Educational Goals / Teaching Points
This presentation highlights key differentiating features of CNS inflammatory diseases, including: 1) how to use a combination of diagnostic imaging, clinical presentation, and laboratory results; 2) knowing when to recommend ophthalmology consultation to narrow the differential; and 3). deciding when it is necessary to consider biopsy.
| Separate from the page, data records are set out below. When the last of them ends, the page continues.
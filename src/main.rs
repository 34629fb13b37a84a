use anyhow::{Context, Result};
use chrono::NaiveDate;
use clap::{Parser, Subcommand};
use std::fs;
use std::path::PathBuf;

use statement_ingest::{
    init_logging, AmountFormat, Config, Direction, ImportSummary, Ingestor, SqliteStore,
    TransactionFilter, TransactionStore,
};

#[derive(Parser, Debug)]
#[command(name = "statement-ingest", version, about = "Import bank statement CSVs into a deduplicated store")]
struct Cli {
    /// SQLite database file (defaults to $DATABASE_PATH or transactions.db)
    #[arg(long, global = true)]
    db: Option<PathBuf>,

    /// Separator convention of the amounts: brazilian (1.234,56) or international (1,234.56)
    #[arg(long, global = true)]
    amount_format: Option<AmountFormat>,

    #[command(subcommand)]
    command: Command,
}

#[derive(Subcommand, Debug)]
enum Command {
    /// Import a single CSV file
    Import {
        #[arg(long)]
        owner: String,
        /// Statement origin tag (defaults to $UPLOAD_SOURCE or "nubank")
        #[arg(long)]
        source: Option<String>,
        file: PathBuf,
    },
    /// Import every *.csv file in a directory
    Scan {
        #[arg(long)]
        owner: String,
        /// Statement origin tag (defaults to $DEFAULT_SOURCE or "import")
        #[arg(long)]
        source: Option<String>,
        dir: PathBuf,
    },
    /// List stored transactions for an owner, newest first
    List {
        #[arg(long)]
        owner: String,
        #[arg(long)]
        from: Option<NaiveDate>,
        #[arg(long)]
        to: Option<NaiveDate>,
        #[arg(long)]
        category: Option<String>,
        #[arg(long)]
        direction: Option<Direction>,
        /// Case-insensitive text to look for in description or category
        #[arg(long)]
        search: Option<String>,
        #[arg(long)]
        limit: Option<usize>,
        #[arg(long)]
        offset: Option<usize>,
    },
}

fn main() -> Result<()> {
    init_logging("statement_ingest=info");

    let cli = Cli::parse();
    let mut config = Config::from_env()?;
    if let Some(db) = cli.db {
        config.database_path = db;
    }
    if let Some(format) = cli.amount_format {
        config.amount_format = format;
    }

    let store = SqliteStore::open(&config.database_path).with_context(|| {
        format!("Failed to open database {}", config.database_path.display())
    })?;
    let ingestor = Ingestor::new(store, config.parse_options());

    match cli.command {
        Command::Import { owner, source, file } => {
            let source = source.unwrap_or_else(|| config.upload_source.clone());
            let data = fs::read(&file)
                .with_context(|| format!("Failed to read {}", file.display()))?;
            let summary = ingestor
                .import_file(&owner, &data, &source)
                .with_context(|| format!("Failed to import {}", file.display()))?;
            print_summary(&summary)?;
        }
        Command::Scan { owner, source, dir } => {
            let source = source.unwrap_or_else(|| config.default_source.clone());
            let summary = ingestor
                .import_directory(&owner, &dir, &source)
                .with_context(|| format!("Failed to scan {}", dir.display()))?;
            print_summary(&summary)?;
        }
        Command::List {
            owner,
            from,
            to,
            category,
            direction,
            search,
            limit,
            offset,
        } => {
            let filter = TransactionFilter {
                start: from,
                end: to,
                category,
                direction,
                search,
                limit,
                offset,
            };
            list_transactions(ingestor.store(), &owner, &filter)?;
        }
    }

    Ok(())
}

fn print_summary(summary: &ImportSummary) -> Result<()> {
    eprintln!("✓ {}", summary.message());
    println!("{}", serde_json::to_string_pretty(summary)?);
    Ok(())
}

fn list_transactions<S: TransactionStore>(
    store: &S,
    owner: &str,
    filter: &TransactionFilter,
) -> Result<()> {
    let total = store.count_by_owner(owner, filter)?;
    let transactions = store.find_by_owner(owner, filter)?;

    for stored in &transactions {
        let tx = &stored.transaction;
        println!(
            "{}  {:<6}  {:>12.2}  {:<20}  {}",
            tx.occurred_on,
            tx.direction.as_str(),
            tx.amount,
            tx.category,
            tx.description
        );
    }
    eprintln!("✓ Showing {} of {} transactions", transactions.len(), total);

    Ok(())
}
Key Anatomic/Physiologic Issues and Imaging Findings/Techniques
Unique and differentiating features of the following demyelination lesions will be reviewed, including: acute disseminated encephalomyelitis (ADEM), neuromyelitis optica (NMO), anti-myelin oligodendrocyte glycoprotein (MOG), transverse myelitis, acute flaccid myelitis, IgG4-related disease, neurosarcoidosis, Behcet disease, Susac syndrome, cancer-associated necrotizing CNS vasculitis, inflammatory cerebral amyloid angiopathy, anti-NMDA receptor encephalitis, limbic encephalitis, and chronic lymphocytic inflammation with Pontine perivascular enhancement responsive to steroids (CLIPPERS).

Conclusion
Radiologists must be aware of the reviewed key imaging patterns, clinical manifestation, and laboratory findings of non-MS demyelinating CNS diseases, as well as when biopsy or ophthalmology consultation is required. In doing so, the radiologist will be able to provide a narrow differential diagnosis and lead the clinical team towards the correct diagnosis. This will guide early treatment and possibly avoid lasting patient morbidity.